Melodic
- Website type: Music webzine
- Owners: Pär Winberg Johan Wippsson
- Creator: Pär Winberg
- Website: melodic.net
- Launched: 1999; 27 years ago
- Current status: Active

= Melodic (magazine) =

Music review website

Melodic is an international daily Internet publication devoted to music criticism and commentary, music news, and artist interviews. Its focus is on independent music. However, the range of musical genres covered extends to rock, pop, folk, jazz, heavy metal, electronic, and experimental music.

The site, which was established in 1999, concentrates on new music, but Melodic journalists also review reissued albums and box sets. The site also publishes "best-of" lists as annual features detailing the best albums of each year.

==History==
The website was created in Skogås, Sweden in 1999 with the name of Midwestern Skies. It was founded by the music industrialist Pär Winberg, which had been an A&R executive and had worked for EMI Music Sweden and Lionheart Music Group. He also worked with several artists, including The Real Group and Robert Wells. Melodic publishes content from contributors located around the globe, based in different continents and countries.
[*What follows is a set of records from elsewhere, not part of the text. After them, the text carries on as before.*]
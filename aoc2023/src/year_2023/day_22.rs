//! Day 22: Sand Slabs

use std::collections::HashMap;

use anyhow::Context;
use aoc_solver::{AocParser, ParseError, PartSolver, SolveError};
use aoc_solver_macros::AocSolver;
use rayon::prelude::*;
use tracing::debug;

#[derive(AocSolver)]
#[aoc_solver(max_parts = 2)]
pub struct Solver;

#[derive(Debug, Clone, Copy)]
struct Brick {
    low: [u32; 3],
    high: [u32; 3],
}

impl Brick {
    fn footprint(&self) -> impl Iterator<Item = (u32, u32)> + '_ {
        (self.low[0]..=self.high[0])
            .flat_map(move |x| (self.low[1]..=self.high[1]).map(move |y| (x, y)))
    }

    fn height(&self) -> u32 {
        self.high[2] - self.low[2] + 1
    }
}

/// Settled bricks, indexed in the order they came to rest.
#[derive(Debug)]
pub struct Stack {
    /// Bricks each brick rests on
    supported_by: Vec<Vec<usize>>,
    /// Bricks resting on each brick
    supports: Vec<Vec<usize>>,
}

impl Stack {
    /// Drop every brick as far as it goes, lowest first.
    fn settle(mut bricks: Vec<Brick>) -> Self {
        bricks.sort_by_key(|b| b.low[2]);
        let mut top: HashMap<(u32, u32), (u32, usize)> = HashMap::new();
        let mut supported_by = vec![Vec::new(); bricks.len()];
        let mut supports = vec![Vec::new(); bricks.len()];

        for (i, brick) in bricks.iter().enumerate() {
            let base = brick
                .footprint()
                .filter_map(|cell| top.get(&cell).map(|&(z, _)| z))
                .max()
                .unwrap_or(0);
            for cell in brick.footprint() {
                if let Some(&(z, below)) = top.get(&cell) {
                    if z == base && !supported_by[i].contains(&below) {
                        supported_by[i].push(below);
                        supports[below].push(i);
                    }
                }
                top.insert(cell, (base + brick.height(), i));
            }
        }

        Stack {
            supported_by,
            supports,
        }
    }

    /// Whether removing `brick` leaves every brick above it still held up.
    pub fn is_safe(&self, brick: usize) -> bool {
        self.supports[brick]
            .iter()
            .all(|&above| self.supported_by[above].len() > 1)
    }

    /// How many other bricks fall when `brick` is removed.
    ///
    /// Bricks are settled in ascending order, so one forward sweep sees
    /// every supporter before the bricks it holds.
    pub fn chain_reaction(&self, brick: usize) -> usize {
        let mut fallen = vec![false; self.supports.len()];
        fallen[brick] = true;
        let mut count = 0;
        for i in brick + 1..self.supports.len() {
            let below = &self.supported_by[i];
            if !below.is_empty() && below.iter().all(|&b| fallen[b]) {
                fallen[i] = true;
                count += 1;
            }
        }
        count
    }

    pub fn brick_count(&self) -> usize {
        self.supports.len()
    }
}

fn parse_brick(line: &str) -> anyhow::Result<Brick> {
    let (a, b) = line.split_once('~').context("missing '~'")?;
    let corner = |s: &str| -> anyhow::Result<[u32; 3]> {
        let values = s
            .split(',')
            .map(|v| v.trim().parse::<u32>().with_context(|| format!("bad coordinate {v:?}")))
            .collect::<anyhow::Result<Vec<_>>>()?;
        values
            .try_into()
            .map_err(|v: Vec<u32>| anyhow::anyhow!("expected 3 coordinates, got {}", v.len()))
    };
    let (a, b) = (corner(a)?, corner(b)?);
    Ok(Brick {
        low: [0, 1, 2].map(|k| a[k].min(b[k])),
        high: [0, 1, 2].map(|k| a[k].max(b[k])),
    })
}

impl AocParser for Solver {
    type SharedData<'a> = Stack;

    fn parse<'a>(input: &'a str) -> Result<Self::SharedData<'a>, ParseError> {
        let bricks = input
            .lines()
            .enumerate()
            .filter(|(_, l)| !l.trim().is_empty())
            .map(|(i, l)| parse_brick(l).map_err(|e| ParseError::at_line(i, format!("{e:#}"))))
            .collect::<Result<Vec<_>, _>>()?;
        Ok(Stack::settle(bricks))
    }
}

impl PartSolver<1> for Solver {
    fn solve(shared: &mut Self::SharedData<'_>) -> Result<String, SolveError> {
        let safe = (0..shared.brick_count()).filter(|&i| shared.is_safe(i)).count();
        Ok(safe.to_string())
    }
}

impl PartSolver<2> for Solver {
    fn solve(shared: &mut Self::SharedData<'_>) -> Result<String, SolveError> {
        let stack = &*shared;
        let total: usize = (0..stack.brick_count())
            .into_par_iter()
            .map(|i| stack.chain_reaction(i))
            .sum();
        debug!(bricks = stack.brick_count(), total, "chain reactions");
        Ok(total.to_string())
    }
}

#[cfg(test)]
mod tests {
    use super::*;
    use aoc_solver::Solver as _;

    const SAMPLE: &str = "\
1,0,1~1,2,1
0,0,2~2,0,2
0,2,3~2,2,3
0,0,4~0,2,4
2,0,5~2,2,5
0,1,6~2,1,6
1,1,8~1,1,9
";

    #[test]
    fn sample() {
        let mut shared = Solver::parse(SAMPLE).unwrap();
        assert_eq!(Solver::solve_part(&mut shared, 1).unwrap(), "5");
        assert_eq!(Solver::solve_part(&mut shared, 2).unwrap(), "7");
    }

    #[test]
    fn brick_a_topples_everything() {
        let stack = Solver::parse(SAMPLE).unwrap();
        assert_eq!(stack.chain_reaction(0), 6);
        assert!(!stack.is_safe(0));
        assert!(stack.is_safe(6));
    }

    #[test]
    fn corners_in_any_order() {
        let stack = Solver::parse("1,2,1~1,0,1\n1,1,5~1,1,3").unwrap();
        assert_eq!(stack.supported_by[1], vec![0]);
        assert_eq!(stack.chain_reaction(0), 1);
    }

    #[test]
    fn rejects_two_dimensional_corner() {
        assert!(matches!(
            Solver::parse("1,0~1,2,1"),
            Err(ParseError::InvalidLine { line: 1, .. })
        ));
    }
}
In May 2002, Midwestern Skies moved to the domain Melodic.net. The following year, the site expanded to competitions, features, and columns. In 2006, several features began to be provided by the site's staff writers, including live reviews, interviews, exclusive MP3 streams, and year-end features. In 2011, Melodic presented readers choice awards in ten categories. Swedish rock band The Pusher received three awards for their debut album The Art of Hit Music. Other winners were The Anix, Miss Behaviour, Nickelback, Coury Palermo, Sixx:A.M., Infinita Symphonia, and Brad Byrd. In January 2012, Melodic announced a new chart which is based on readers' vote. Charts are announced on Monday mornings and feature fifteen tracks.

The website had a complete make-over in 2020 and currently features the latest music news, interviews, record reviews, live shows, music videos as well as competitions.

==Rating system==
Melodic operates a simple 5-star rating system, starting at 1, that allows .5 intervals. Each of these values is assigned a word, ranging from "Terrible" (1.0) to "Essential" (5.0).

As well as showing the score a reviewer has given to the album, a review page will also show the average rating given by the readers. Should enough users have rated the album, a bar chart will also be shown indicating how many votes each rating has.